* [WHAT TO DO] Starting with the line that contains "#4 is not a", copy every line through the end of the data below, exactly and with nothing added.

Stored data
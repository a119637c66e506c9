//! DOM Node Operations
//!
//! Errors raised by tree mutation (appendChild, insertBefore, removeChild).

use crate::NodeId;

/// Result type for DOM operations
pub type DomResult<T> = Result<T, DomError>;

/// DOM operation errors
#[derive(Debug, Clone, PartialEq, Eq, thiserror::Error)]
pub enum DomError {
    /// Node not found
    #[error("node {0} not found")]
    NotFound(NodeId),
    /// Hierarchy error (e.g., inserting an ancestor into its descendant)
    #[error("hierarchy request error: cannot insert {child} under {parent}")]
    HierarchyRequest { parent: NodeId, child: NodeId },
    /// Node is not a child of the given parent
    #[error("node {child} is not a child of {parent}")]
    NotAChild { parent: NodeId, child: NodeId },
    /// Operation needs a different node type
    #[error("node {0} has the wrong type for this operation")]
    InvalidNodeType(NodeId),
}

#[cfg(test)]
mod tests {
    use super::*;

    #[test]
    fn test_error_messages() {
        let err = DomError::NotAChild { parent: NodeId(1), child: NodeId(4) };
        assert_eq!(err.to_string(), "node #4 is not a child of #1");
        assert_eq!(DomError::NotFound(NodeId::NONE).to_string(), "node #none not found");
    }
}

* [WRITTEN ANSWER]
        assert_eq!(err.to_string(), "node #4 is not a child of #1");
        assert_eq!(DomError::NotFound(NodeId::NONE).to_string(), "node #none not found");
    }
}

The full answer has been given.